As for "solvable", yes, but not by any algebraic means.

**dwsmith** · February 26th 2011, 02:39 PM

Originally Posted by HallsofIvy

Yes, that is correct. (Strictly speaking you should show that [itex]\lambda[/itex] must be greater than 1 to be an eigenvalue but that is fairly obvious.)

As for "solvable", yes, but not by any algebraic means.

How can I find the $\lambda_n$ then?

**Ackbeet** · February 26th 2011, 03:44 PM

Here's a plot of the tangent function and just plain ol' x. You can see that the solutions get closer and closer to odd-integer multiples of pi over two. The only way to find the solutions is numerically. Note, however, that you do have one exact known solution at lambda = 1.

**dwsmith** · February 26th 2011, 05:05 PM

Originally Posted by Ackbeet

Here's a plot of the tangent function and just plain ol' x. You can see that the solutions get closer and closer to odd-integer multiples of pi over two. The only way to find the solutions is numerically. Note, however, that you do have one exact known solution at lambda = 1.

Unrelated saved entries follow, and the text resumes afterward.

//! External command precompiler.
//!
//! Runs the configured command once per template, writing the template text
//! to stdin and taking stdout (trimmed) as the compiled representation. A
//! non-zero exit status is reported as a template syntax error carrying the
//! command's stderr.

use std::path::{Path, PathBuf};

use crate::debug;
use crate::utils::exec::{Cmd, strip_ansi};

use super::{Precompile, PrecompileError};

#[derive(Debug, Clone)]
pub struct CommandPrecompiler {
    command: Vec<String>,
    /// Working directory for the command (project root).
    cwd: PathBuf,
}

impl CommandPrecompiler {
    pub fn new(command: &[String], cwd: &Path) -> Self {
        Self {
            command: command.to_vec(),
            cwd: cwd.to_path_buf(),
        }
    }
}

impl Precompile for CommandPrecompiler {
    fn precompile(&self, source: &str) -> Result<String, PrecompileError> {
        if self.command.is_empty() {
            return Err(PrecompileError::new("no precompiler command configured"));
        }

        let output = Cmd::from_slice(&self.command)
            .cwd(&self.cwd)
            .stdin(source)
            .output()
            .map_err(|err| PrecompileError::new(format!("{err:#}")))?;

        let stderr = String::from_utf8_lossy(&output.stderr);
        let stderr = strip_ansi(stderr.trim());
        if !output.status.success() {
            let message = match stderr.trim() {
                "" => format!("`{}` failed with {}", self.name(), output.status),
                text => text.to_string(),
            };
            return Err(PrecompileError::new(message));
        }

        if !stderr.is_empty() {
            debug!(self.name(); "{}", stderr);
        }

        let stdout = String::from_utf8(output.stdout).map_err(|_| {
            PrecompileError::new(format!("`{}` produced non-UTF-8 output", self.name()))
        })?;
        Ok(stdout.trim().to_string())
    }

    fn name(&self) -> &str {
        self.command.first().map_or("command", String::as_str)
    }
}
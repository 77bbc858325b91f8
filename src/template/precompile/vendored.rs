//! Precompiler backed by the project's vendored template compiler.
//!
//! The compiler script (`ember-template-compiler.js` by default) is loaded
//! into a fresh node VM context per template, and its `precompile` function
//! is applied to the template read from stdin. The output targets the same
//! runtime that `<engine>.template(...)` wraps, which is what production
//! bundles need.

use std::path::{Path, PathBuf};

use super::{CommandPrecompiler, Precompile, PrecompileError};

/// Loads the compiler named by `argv[1]`, precompiles stdin, prints the result.
const DRIVER: &str = r#"
const fs = require('fs');
const vm = require('vm');
const file = process.argv[1];
const mod = { exports: {} };
const sandbox = { module: mod, exports: mod.exports, console };
sandbox.window = sandbox;
sandbox.self = sandbox;
try {
  vm.runInNewContext(fs.readFileSync(file, 'utf8'), sandbox, { filename: file });
} catch (e) {
  console.error(file + ': ' + e.message);
  process.exit(2);
}
const candidates = [
  mod.exports,
  sandbox.exports,
  sandbox.Ember && sandbox.Ember.Handlebars,
  sandbox.EmberHandlebars,
  sandbox.Handlebars,
];
const compiler = candidates.find((c) => c && typeof c.precompile === 'function');
if (!compiler) {
  console.error(file + ' does not define precompile');
  process.exit(2);
}
try {
  const source = fs.readFileSync(0, 'utf8');
  process.stdout.write(String(compiler.precompile(source)));
} catch (e) {
  console.error(e.message);
  process.exit(1);
}
"#;

#[derive(Debug, Clone)]
pub struct VendoredPrecompiler {
    compiler: PathBuf,
    inner: CommandPrecompiler,
}

impl VendoredPrecompiler {
    /// Precompiler running `compiler` with `node` from `cwd`.
    pub fn new(node: &str, compiler: &Path, cwd: &Path) -> Self {
        let command = Self::command(node, compiler);
        Self {
            compiler: compiler.to_path_buf(),
            inner: CommandPrecompiler::new(&command, cwd),
        }
    }

    fn command(node: &str, compiler: &Path) -> Vec<String> {
        vec![
            node.to_string(),
            "-e".to_string(),
            DRIVER.to_string(),
            compiler.to_string_lossy().into_owned(),
        ]
    }
}

impl Precompile for VendoredPrecompiler {
    fn precompile(&self, source: &str) -> Result<String, PrecompileError> {
        if !self.compiler.is_file() {
            return Err(PrecompileError::new(format!(
                "template compiler `{}` not found",
                self.compiler.display()
            )));
        }
        self.inner.precompile(source)
    }

    fn name(&self) -> &str {
        "vendored"
    }
}
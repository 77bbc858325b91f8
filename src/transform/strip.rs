//! Debug directive stripping.
//!
//! In production, every `<alias>.assert(...)`, `<alias>.warn(...)`,
//! `<alias>.deprecate(...)` and `<alias>.debug(...)` call is deleted, from the
//! namespace identifier through the matching close parenthesis. The rest of
//! the line (a trailing `;`, surrounding expressions) is left as written.
//!
//! ```text
//! Ember.assert('ready', isReady(app)); start(app);
//! ;                                    start(app);
//! ```
//!
//! Matches are found on the token stream, so calls inside strings, comments
//! and regex literals are never touched.

use crate::config::FrameworkConfig;
use crate::core::DirectivePolicy;

use super::lexer::{Token, TokenKind, matching_paren, tokenize};
use super::{Edit, TransformError, TransformResult};

/// Debug-only framework functions removed in production.
pub const DIRECTIVES: &[&str] = &["assert", "warn", "deprecate", "debug"];

/// Strip debug directive calls according to `policy`.
pub fn strip_directives(
    source: &str,
    policy: DirectivePolicy,
    framework: &FrameworkConfig,
) -> Result<TransformResult, TransformError> {
    if policy == DirectivePolicy::Keep {
        return Ok(TransformResult::unchanged(source));
    }

    let tokens = tokenize(source)?;
    let mut edits = Vec::new();
    let mut idx = 0;

    while idx < tokens.len() {
        match directive_open_paren(&tokens, source, idx, framework) {
            Some(open) => {
                let close = matching_paren(&tokens, source, open)?;
                edits.push(Edit::delete(tokens[idx].start..tokens[close].end));
                idx = close + 1;
            }
            None => idx += 1,
        }
    }

    Ok(TransformResult::from_edits(source, edits, Vec::new()))
}

/// If a directive call starts at `idx`, return the index of its `(` token.
fn directive_open_paren(
    tokens: &[Token],
    source: &str,
    idx: usize,
    framework: &FrameworkConfig,
) -> Option<usize> {
    let [ns, dot, name, paren] = tokens.get(idx..idx + 4)? else {
        return None;
    };

    let is_match = ns.kind == TokenKind::Ident
        && framework.is_alias(ns.text(source))
        && !is_member_access(tokens, source, idx)
        && dot.is_punct(source, ".")
        && ns.end == dot.start
        && name.kind == TokenKind::Ident
        && dot.end == name.start
        && DIRECTIVES.contains(&name.text(source))
        && paren.is_punct(source, "(");

    is_match.then_some(idx + 3)
}

/// Whether the token at `idx` is the property side of a member expression
/// (`foo.Ember`), which is never a namespace reference.
pub(super) fn is_member_access(tokens: &[Token], source: &str, idx: usize) -> bool {
    idx > 0 && tokens[idx - 1].is_punct(source, ".")
}

#[cfg(test)]
mod tests {
    use super::*;
    use crate::transform::ScanError;

    fn strip(source: &str) -> String {
        strip_directives(source, DirectivePolicy::Strip, &FrameworkConfig::default())
            .unwrap()
            .output
    }

    #[test]
    fn test_keep_policy_is_identity() {
        let source = "Ember.assert('x');";
        let result =
            strip_directives(source, DirectivePolicy::Keep, &FrameworkConfig::default()).unwrap();
        assert_eq!(result.output, source);
        assert!(result.is_unchanged());
    }

    #[test]
    fn test_strips_each_directive() {
        for name in DIRECTIVES {
            let source = format!("before(); Ember.{name}('message'); after();");
            assert_eq!(strip(&source), "before(); ; after();");
        }
    }

    #[test]
    fn test_strips_short_alias() {
        assert_eq!(strip("Em.warn('careful')\nx();"), "\nx();");
    }

    #[test]
    fn test_nested_parens_and_strings() {
        let source = "Ember.assert(\"needs ) paren\", check(a, (b)), ')'); go();";
        assert_eq!(strip(source), "; go();");
    }

    #[test]
    fn test_multiline_call() {
        let source = "Ember.deprecate(\n  'old api',\n  false,\n  { id: 'x' }\n);\nrun();";
        assert_eq!(strip(source), ";\nrun();");
    }

    #[test]
    fn test_ignores_strings_and_comments() {
        let source = "var s = 'Ember.assert(1)'; // Ember.warn(2)\n/* Ember.debug(3) */";
        assert_eq!(strip(source), source);
    }

    #[test]
    fn test_ignores_other_members() {
        let source = "Ember.Logger.warn('x'); App.assert(1); foo.Ember.assert(2); Ember.assertion(3);";
        assert_eq!(strip(source), source);
    }

    #[test]
    fn test_ignores_non_calls() {
        let source = "var a = Ember.assert; Ember.warn = noop;";
        assert_eq!(strip(source), source);
    }

    #[test]
    fn test_whitespace_before_paren() {
        assert_eq!(strip("Ember.debug /* why */ ('x');"), ";");
    }

    #[test]
    fn test_nested_directive_removed_with_outer() {
        assert_eq!(strip("Ember.assert(Ember.warn('a'), 'b');"), ";");
    }

    #[test]
    fn test_inside_template_substitution() {
        assert_eq!(strip("`a${Ember.debug('x')}b`"), "`a${}b`");
    }

    #[test]
    fn test_edits_are_in_input_coordinates() {
        let source = "a; Ember.warn('x'); b; Em.debug('y');";
        let result =
            strip_directives(source, DirectivePolicy::Strip, &FrameworkConfig::default()).unwrap();
        assert_eq!(result.edits.len(), 2);
        assert_eq!(&source[result.edits[0].range.clone()], "Ember.warn('x')");
        assert_eq!(&source[result.edits[1].range.clone()], "Em.debug('y')");
        assert_eq!(result.output, "a; ; b; ;");
    }

    #[test]
    fn test_unbalanced_call_is_error() {
        let source = "ok();\nEmber.assert('x', f(1);\n";
        let err = strip_directives(source, DirectivePolicy::Strip, &FrameworkConfig::default())
            .unwrap_err();
        match err {
            TransformError::Scan(ScanError::Unbalanced { offset }) => {
                assert_eq!(&source[offset..offset + 1], "(");
                assert_eq!(offset, 18);
            }
            other => panic!("unexpected error: {other:?}"),
        }
    }

    /// Holds for inputs that stay valid once stripped. A directive used as an
    /// operand (`x = Ember.debug(1) / 2;`) leaves `x =  / 2;`, which the
    /// second pass lexes as an unterminated regular expression.
    #[test]
    fn test_idempotent() {
        let sources = [
            "Ember.assert('x'); run();",
            "if (debug) { Em.debug('state', state); }\nrender();",
            "var msg = 'Ember.warn(1)'; Ember.warn(msg);",
            "plain();",
        ];
        for source in sources {
            let once = strip(source);
            assert_eq!(strip(&once), once, "not idempotent for {source:?}");
        }
    }

    #[test]
    fn test_crlf_line_continuation_in_string() {
        let source = "var s = 'first \\\r\nsecond';\r\nEmber.assert(s);\r\n";
        assert_eq!(strip(source), "var s = 'first \\\r\nsecond';\r\n;\r\n");
    }

    #[test]
    fn test_regex_after_if_condition() {
        let source = "if (ok) /'/.test(s) && Ember.warn('quote');";
        assert_eq!(strip(source), "if (ok) /'/.test(s) && ;");
    }

    #[test]
    fn test_no_directives_is_identity() {
        let source = "App.ready = function() { console.log('(ready'); };";
        assert_eq!(strip(source), source);
    }

    #[test]
    fn test_configured_aliases() {
        let framework = FrameworkConfig::with_aliases("Ember", "Handlebars", &[("SC", "Ember")]);
        let result =
            strip_directives("SC.warn(1); Ember.warn(2);", DirectivePolicy::Strip, &framework)
                .unwrap();
        assert_eq!(result.output, "; Ember.warn(2);");
    }
}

I don't know how I am supposed to find a representation for the solution that fits:

$\displaystyle u(x,t)=\sum_{n=0}^{\infty}a_n\exp(t\lambda_n)f(x;\ lambda_n)$

**Ackbeet** · February 26th 2011, 05:07 PM

Just write out the solution just as you've done, and explain that the lambda's satisfy the equation you've given. I don't think you can do any more.

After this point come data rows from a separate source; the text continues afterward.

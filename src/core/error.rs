//! Build error taxonomy.
//!
//! Every variant is fatal for the whole invocation: the pipeline moves to
//! `Failed` and no bundle is written. Skipped inline calls with non-literal
//! arguments are not errors and never reach this type.

use std::path::PathBuf;

use thiserror::Error;

use crate::config::ConfigError;
use crate::template::PrecompileError;
use crate::transform::TransformError;

#[derive(Debug, Error)]
pub enum BuildError {
    #[error(transparent)]
    Config(#[from] ConfigError),

    #[error("failed to read `{}`", path.display())]
    Io {
        path: PathBuf,
        #[source]
        source: std::io::Error,
    },

    /// Malformed script source (unbalanced directive call, unterminated literal).
    #[error("{}:{offset}: {message}", path.display())]
    Parse {
        path: PathBuf,
        offset: usize,
        message: String,
    },

    #[error("template syntax error in `{}`: {message}", path.display())]
    TemplateSyntax { path: PathBuf, message: String },

    #[error(
        "duplicate template name `{name}` in bundle `{bundle}`: `{}` and `{}`",
        first.display(),
        second.display()
    )]
    DuplicateTemplateName {
        bundle: String,
        name: String,
        first: PathBuf,
        second: PathBuf,
    },

    #[error("failed to write bundle `{}`", path.display())]
    Write {
        path: PathBuf,
        #[source]
        source: std::io::Error,
    },

    #[error("`{}` is neither a script nor a template", path.display())]
    Unsupported { path: PathBuf },

    #[error("build cancelled")]
    Cancelled,
}

impl BuildError {
    /// Attach a file path to a transform failure.
    pub fn from_transform(path: impl Into<PathBuf>, err: TransformError) -> Self {
        let path = path.into();
        match err {
            TransformError::Scan(scan) => Self::Parse {
                path,
                offset: scan.offset(),
                message: scan.to_string(),
            },
            TransformError::Template(err) => Self::from_precompile(path, err),
        }
    }

    /// Attach a file path to a precompiler failure.
    pub fn from_precompile(path: impl Into<PathBuf>, err: PrecompileError) -> Self {
        Self::TemplateSyntax {
            path: path.into(),
            message: err.to_string(),
        }
    }
}
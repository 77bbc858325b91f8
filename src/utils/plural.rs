//! Pluralization for log messages.

/// Format count with noun, handling pluralization
///
/// - `plural_count(0, "file")` -> `"0 files"`
/// - `plural_count(1, "file")` -> `"1 file"`
#[inline]
pub fn plural_count(count: usize, noun: &str) -> String {
    let suffix = if count == 1 { "" } else { "s" };
    format!("{count} {noun}{suffix}")
}

#[cfg(test)]
mod tests {
    use super::*;

    #[test]
    fn test_plural_count() {
        assert_eq!(plural_count(0, "template"), "0 templates");
        assert_eq!(plural_count(1, "script"), "1 script");
        assert_eq!(plural_count(3, "bundle"), "3 bundles");
    }
}
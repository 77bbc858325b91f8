//! Path helpers.

use std::path::{Path, PathBuf};

/// Normalize a file system path to absolute form.
///
/// Tries `canonicalize()` first. Falls back to the path itself when already
/// absolute, or joins it onto the current directory.
pub fn normalize_path(path: &Path) -> PathBuf {
    path.canonicalize().unwrap_or_else(|_| {
        if path.is_absolute() {
            path.to_path_buf()
        } else {
            std::env::current_dir().map_or_else(|_| path.to_path_buf(), |cwd| cwd.join(path))
        }
    })
}

/// Resolve `path` against `base` unless it is already absolute.
pub fn resolve_against(path: &Path, base: &Path) -> PathBuf {
    if path.is_absolute() {
        path.to_path_buf()
    } else {
        base.join(path)
    }
}

/// `path` relative to `root` with `/` separators, for messages and names.
///
/// Falls back to the full path when it is outside `root`.
pub fn display_relative(path: &Path, root: &Path) -> String {
    let rel = path.strip_prefix(root).unwrap_or(path);
    rel.to_string_lossy()
        .replace(std::path::MAIN_SEPARATOR, "/")
}
//! Utility modules.

pub mod exec;
pub mod hash;
pub mod path;
pub mod plural;
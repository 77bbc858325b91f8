//! Byte-range edits and their application.

use std::ops::Range;

/// Replace `range` of the input with `replacement`.
#[derive(Debug, Clone, PartialEq, Eq)]
pub struct Edit {
    pub range: Range<usize>,
    pub replacement: String,
}

impl Edit {
    pub fn new(range: Range<usize>, replacement: impl Into<String>) -> Self {
        Self {
            range,
            replacement: replacement.into(),
        }
    }

    pub fn delete(range: Range<usize>) -> Self {
        Self::new(range, String::new())
    }
}

/// Output of a source-to-source transform.
///
/// `edits` are in input coordinates, sorted and non-overlapping.
/// `skipped` holds the byte offsets of candidate calls that were left
/// untouched (inline compile calls with a non-literal argument).
#[derive(Debug, Clone, PartialEq, Eq)]
pub struct TransformResult {
    pub output: String,
    pub edits: Vec<Edit>,
    pub skipped: Vec<usize>,
}

impl TransformResult {
    /// Result that leaves the input untouched.
    pub fn unchanged(source: &str) -> Self {
        Self {
            output: source.to_string(),
            edits: Vec::new(),
            skipped: Vec::new(),
        }
    }

    /// Apply `edits` to `source`.
    pub fn from_edits(source: &str, edits: Vec<Edit>, skipped: Vec<usize>) -> Self {
        Self {
            output: apply_edits(source, &edits),
            edits,
            skipped,
        }
    }

    #[inline]
    pub fn is_unchanged(&self) -> bool {
        self.edits.is_empty()
    }
}

/// Apply sorted, non-overlapping edits left to right in a single pass.
///
/// Each edit is spliced relative to the untouched input, so earlier edits
/// never shift the offsets of later ones.
pub fn apply_edits(source: &str, edits: &[Edit]) -> String {
    debug_assert!(
        edits.windows(2).all(|w| w[0].range.end <= w[1].range.start),
        "edits must be sorted and non-overlapping"
    );

    let grown: usize = edits.iter().map(|e| e.replacement.len()).sum();
    let mut out = String::with_capacity(source.len() + grown);
    let mut cursor = 0;
    for edit in edits {
        out.push_str(&source[cursor..edit.range.start]);
        out.push_str(&edit.replacement);
        cursor = edit.range.end;
    }
    out.push_str(&source[cursor..]);
    out
}

#[cfg(test)]
mod tests {
    use super::*;

    #[test]
    fn test_apply_no_edits() {
        assert_eq!(apply_edits("abc", &[]), "abc");
    }

    #[test]
    fn test_apply_multiple_edits() {
        let source = "one two three";
        let edits = vec![Edit::new(0..3, "1"), Edit::delete(3..7), Edit::new(8..13, "3!")];
        assert_eq!(apply_edits(source, &edits), "1 3!");
    }

    #[test]
    fn test_apply_adjacent_edits() {
        let edits = vec![Edit::new(0..1, "x"), Edit::new(1..2, "y")];
        assert_eq!(apply_edits("ab", &edits), "xy");
    }

    #[test]
    fn test_from_edits_records_edits() {
        let result = TransformResult::from_edits("a(b)c", vec![Edit::delete(1..4)], vec![]);
        assert_eq!(result.output, "ac");
        assert!(!result.is_unchanged());
        assert!(TransformResult::unchanged("a").is_unchanged());
    }
}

**dwsmith** · February 26th 2011, 05:10 PM

Originally Posted by Ackbeet

Just write out the solution just as you've done, and explain that the lambda's satisfy the equation you've given. I don't think you can do any more.

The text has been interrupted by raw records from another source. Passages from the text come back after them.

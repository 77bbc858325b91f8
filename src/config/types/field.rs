//! Config field path.

use owo_colors::OwoColorize;
use std::fmt;

/// Dotted path of a config field (e.g. `templates.command`), used to point
/// diagnostics at the offending key.
///
/// ```ignore
/// diag.error(FieldPath::new("framework.root"), "not a JavaScript identifier");
/// ```
#[derive(Debug, Clone, PartialEq, Eq)]
pub struct FieldPath(String);

impl FieldPath {
    #[inline]
    pub fn new(path: impl Into<String>) -> Self {
        Self(path.into())
    }

    /// Path of an element inside an array of tables, e.g. `bundle[1].name`.
    pub fn indexed(section: &str, index: usize, field: &str) -> Self {
        Self(format!("{section}[{index}].{field}"))
    }

    #[inline]
    pub fn as_str(&self) -> &str {
        &self.0
    }
}

impl fmt::Display for FieldPath {
    fn fmt(&self, f: &mut fmt::Formatter<'_>) -> fmt::Result {
        write!(f, "{}", format_args!("`{}`", self.0).bright_blue())
    }
}

impl AsRef<str> for FieldPath {
    fn as_ref(&self) -> &str {
        &self.0
    }
}

#[cfg(test)]
mod tests {
    use super::*;

    #[test]
    fn test_indexed() {
        assert_eq!(FieldPath::indexed("bundle", 2, "name").as_str(), "bundle[2].name");
    }
}
//! Per-kind stage lists.
//!
//! | Kind     | development / test      | production                         |
//! |----------|-------------------------|------------------------------------|
//! | Script   | (none)                  | `StripDirectives`, `RewriteInline` |
//! | Template | `CompileTemplate(Runtime)` | `CompileTemplate(Precompiled)`  |
//!
//! Directives are stripped before inline rewriting so compile calls inside a
//! removed directive are never precompiled.

use std::fmt;

use crate::core::{BuildEnvironment, DirectivePolicy, SourceKind, TemplateMode};

#[derive(Debug, Clone, Copy, PartialEq, Eq)]
pub enum Stage {
    StripDirectives,
    RewriteInline,
    CompileTemplate(TemplateMode),
}

impl fmt::Display for Stage {
    fn fmt(&self, f: &mut fmt::Formatter<'_>) -> fmt::Result {
        match self {
            Self::StripDirectives => f.write_str("strip-directives"),
            Self::RewriteInline => f.write_str("rewrite-inline"),
            Self::CompileTemplate(mode) => write!(f, "compile-template({})", mode.as_str()),
        }
    }
}

/// Ordered stages applied to a file of `kind` under `env`.
pub fn stages_for(env: BuildEnvironment, kind: SourceKind) -> Vec<Stage> {
    match kind {
        SourceKind::Script => {
            let mut stages = Vec::with_capacity(2);
            if env.directive_policy() == DirectivePolicy::Strip {
                stages.push(Stage::StripDirectives);
            }
            if env.template_mode() == TemplateMode::Precompiled {
                stages.push(Stage::RewriteInline);
            }
            stages
        }
        SourceKind::Template => vec![Stage::CompileTemplate(env.template_mode())],
        SourceKind::Opaque => Vec::new(),
    }
}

I don't know what lambda is.

**Ackbeet** · February 26th 2011, 05:14 PM

I'm saying you don't have to know exactly, necessarily. Just say that $\lambda_{n}$ is the $n$ th solution of the equation $\tan(L\sqrt{\lambda-1})=\sqrt{\lambda-1},$ and leave it at that when you present your answer.

**dwsmith** · February 26th 2011, 05:16 PM

Originally Posted by Ackbeet

I'm saying you don't have to know exactly, necessarily. Just say that $\lambda_{n}$ is the $n$ th solution of the equation $\tan(L\sqrt{\lambda-1})=\sqrt{\lambda-1},$ and leave it at that when you present your answer.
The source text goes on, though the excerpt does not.